■ **ACTIVITY**: Report all lines from the entries below in which "uplink" appears.

■ ■ ■ ■ ■

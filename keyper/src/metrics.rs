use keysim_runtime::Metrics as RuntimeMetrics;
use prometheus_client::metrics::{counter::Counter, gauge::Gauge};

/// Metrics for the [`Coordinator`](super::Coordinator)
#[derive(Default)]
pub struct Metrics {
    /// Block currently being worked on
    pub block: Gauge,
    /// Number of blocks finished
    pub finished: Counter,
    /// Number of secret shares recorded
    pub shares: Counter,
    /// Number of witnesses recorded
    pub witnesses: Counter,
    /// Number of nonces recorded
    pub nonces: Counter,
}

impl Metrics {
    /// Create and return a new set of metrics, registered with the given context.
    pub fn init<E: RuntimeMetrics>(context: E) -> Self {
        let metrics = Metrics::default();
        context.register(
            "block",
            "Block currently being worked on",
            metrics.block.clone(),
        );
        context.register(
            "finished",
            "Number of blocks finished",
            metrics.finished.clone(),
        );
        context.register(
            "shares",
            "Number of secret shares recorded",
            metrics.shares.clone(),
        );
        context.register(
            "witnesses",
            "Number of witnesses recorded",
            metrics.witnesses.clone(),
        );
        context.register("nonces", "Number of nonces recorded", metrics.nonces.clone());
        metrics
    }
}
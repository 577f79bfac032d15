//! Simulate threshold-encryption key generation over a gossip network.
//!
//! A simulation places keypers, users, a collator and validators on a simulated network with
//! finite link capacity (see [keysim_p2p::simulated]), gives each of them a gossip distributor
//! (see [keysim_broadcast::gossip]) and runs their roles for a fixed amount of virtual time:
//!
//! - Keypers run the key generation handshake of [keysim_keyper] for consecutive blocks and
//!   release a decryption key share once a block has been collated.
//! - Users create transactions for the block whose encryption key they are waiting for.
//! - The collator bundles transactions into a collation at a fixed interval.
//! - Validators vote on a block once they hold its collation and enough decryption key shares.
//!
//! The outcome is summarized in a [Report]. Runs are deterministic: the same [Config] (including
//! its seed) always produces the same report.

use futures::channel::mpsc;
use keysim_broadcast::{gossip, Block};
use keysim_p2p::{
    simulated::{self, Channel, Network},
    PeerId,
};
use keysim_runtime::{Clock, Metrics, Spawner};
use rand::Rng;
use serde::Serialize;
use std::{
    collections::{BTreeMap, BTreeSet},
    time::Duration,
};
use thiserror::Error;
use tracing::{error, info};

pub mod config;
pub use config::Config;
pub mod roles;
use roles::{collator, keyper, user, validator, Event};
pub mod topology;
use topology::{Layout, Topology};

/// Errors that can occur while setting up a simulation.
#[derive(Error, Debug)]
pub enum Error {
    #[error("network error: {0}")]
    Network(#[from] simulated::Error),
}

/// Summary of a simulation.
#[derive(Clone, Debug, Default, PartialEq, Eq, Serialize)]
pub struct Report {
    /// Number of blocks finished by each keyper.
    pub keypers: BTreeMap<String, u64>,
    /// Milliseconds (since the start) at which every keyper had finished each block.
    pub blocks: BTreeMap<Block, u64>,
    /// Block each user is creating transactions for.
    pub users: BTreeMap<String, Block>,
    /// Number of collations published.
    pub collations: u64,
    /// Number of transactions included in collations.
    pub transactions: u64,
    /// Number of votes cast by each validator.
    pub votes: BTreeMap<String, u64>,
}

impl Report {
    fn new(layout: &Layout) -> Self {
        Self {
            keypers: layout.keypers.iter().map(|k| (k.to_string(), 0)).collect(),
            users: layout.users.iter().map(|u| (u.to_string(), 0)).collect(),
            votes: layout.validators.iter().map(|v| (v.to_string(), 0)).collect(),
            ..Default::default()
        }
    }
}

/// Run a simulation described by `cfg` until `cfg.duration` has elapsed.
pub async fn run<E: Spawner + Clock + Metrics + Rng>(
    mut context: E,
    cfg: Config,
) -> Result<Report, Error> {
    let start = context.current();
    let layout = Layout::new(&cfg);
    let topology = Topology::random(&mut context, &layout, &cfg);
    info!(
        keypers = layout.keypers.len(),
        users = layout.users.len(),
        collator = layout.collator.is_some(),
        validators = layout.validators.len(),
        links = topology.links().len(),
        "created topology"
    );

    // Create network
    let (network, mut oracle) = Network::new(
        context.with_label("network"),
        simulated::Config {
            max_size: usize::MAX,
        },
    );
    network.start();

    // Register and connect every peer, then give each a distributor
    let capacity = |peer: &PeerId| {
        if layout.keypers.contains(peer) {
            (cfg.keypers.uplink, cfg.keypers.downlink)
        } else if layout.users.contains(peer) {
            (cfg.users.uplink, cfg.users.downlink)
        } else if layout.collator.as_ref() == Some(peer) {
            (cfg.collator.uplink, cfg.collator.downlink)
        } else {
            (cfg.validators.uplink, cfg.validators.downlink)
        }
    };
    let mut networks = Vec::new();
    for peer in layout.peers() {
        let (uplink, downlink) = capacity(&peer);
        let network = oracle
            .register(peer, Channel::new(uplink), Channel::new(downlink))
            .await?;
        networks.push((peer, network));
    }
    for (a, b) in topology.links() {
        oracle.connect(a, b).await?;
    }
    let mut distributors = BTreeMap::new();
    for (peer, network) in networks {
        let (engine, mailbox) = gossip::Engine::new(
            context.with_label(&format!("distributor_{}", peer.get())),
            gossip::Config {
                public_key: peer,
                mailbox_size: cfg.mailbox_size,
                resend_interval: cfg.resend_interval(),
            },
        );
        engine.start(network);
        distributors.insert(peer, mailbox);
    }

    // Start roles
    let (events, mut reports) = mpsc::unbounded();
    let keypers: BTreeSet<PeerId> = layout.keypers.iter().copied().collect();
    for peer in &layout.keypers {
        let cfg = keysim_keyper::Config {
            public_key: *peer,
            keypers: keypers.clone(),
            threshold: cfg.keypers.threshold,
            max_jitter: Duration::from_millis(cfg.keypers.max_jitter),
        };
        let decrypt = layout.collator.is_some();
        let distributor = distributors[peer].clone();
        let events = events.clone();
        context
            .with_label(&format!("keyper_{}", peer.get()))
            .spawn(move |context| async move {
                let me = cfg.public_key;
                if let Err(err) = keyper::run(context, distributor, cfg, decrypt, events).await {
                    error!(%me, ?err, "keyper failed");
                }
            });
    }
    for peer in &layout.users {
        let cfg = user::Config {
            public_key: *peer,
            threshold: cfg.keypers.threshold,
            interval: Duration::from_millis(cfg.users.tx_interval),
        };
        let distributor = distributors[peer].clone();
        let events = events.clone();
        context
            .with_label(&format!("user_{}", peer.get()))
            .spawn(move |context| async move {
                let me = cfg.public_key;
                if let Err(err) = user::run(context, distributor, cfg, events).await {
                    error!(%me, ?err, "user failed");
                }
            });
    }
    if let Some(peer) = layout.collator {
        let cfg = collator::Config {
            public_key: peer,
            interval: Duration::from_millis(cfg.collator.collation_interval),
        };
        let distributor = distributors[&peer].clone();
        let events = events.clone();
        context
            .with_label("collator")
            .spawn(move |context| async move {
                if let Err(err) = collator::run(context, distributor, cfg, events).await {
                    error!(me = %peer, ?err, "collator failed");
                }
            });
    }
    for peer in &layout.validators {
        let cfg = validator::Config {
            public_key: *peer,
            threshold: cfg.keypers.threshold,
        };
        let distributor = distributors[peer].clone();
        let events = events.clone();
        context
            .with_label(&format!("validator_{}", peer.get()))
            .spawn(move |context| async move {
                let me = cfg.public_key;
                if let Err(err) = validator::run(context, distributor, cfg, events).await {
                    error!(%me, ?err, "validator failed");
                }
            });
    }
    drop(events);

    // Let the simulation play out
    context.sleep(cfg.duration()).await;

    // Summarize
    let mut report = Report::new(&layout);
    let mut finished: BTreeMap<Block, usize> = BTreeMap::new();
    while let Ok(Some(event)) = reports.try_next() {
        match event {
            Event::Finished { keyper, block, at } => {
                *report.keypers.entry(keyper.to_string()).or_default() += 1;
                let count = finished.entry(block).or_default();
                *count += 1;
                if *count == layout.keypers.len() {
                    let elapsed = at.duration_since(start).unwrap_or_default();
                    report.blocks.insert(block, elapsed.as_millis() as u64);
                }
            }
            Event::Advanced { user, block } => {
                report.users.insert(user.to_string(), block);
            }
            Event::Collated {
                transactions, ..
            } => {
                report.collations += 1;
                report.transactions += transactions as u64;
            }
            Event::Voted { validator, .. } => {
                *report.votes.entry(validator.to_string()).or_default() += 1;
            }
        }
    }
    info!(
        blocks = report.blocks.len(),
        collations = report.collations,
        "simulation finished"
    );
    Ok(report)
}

■ ■ ■ ■ ■

■ **SOLUTION TO THIS EXERCISE**:
            (cfg.keypers.uplink, cfg.keypers.downlink)
            (cfg.users.uplink, cfg.users.downlink)
            (cfg.collator.uplink, cfg.collator.downlink)
            (cfg.validators.uplink, cfg.validators.downlink)
        let (uplink, downlink) = capacity(&peer);
            .register(peer, Channel::new(uplink), Channel::new(downlink))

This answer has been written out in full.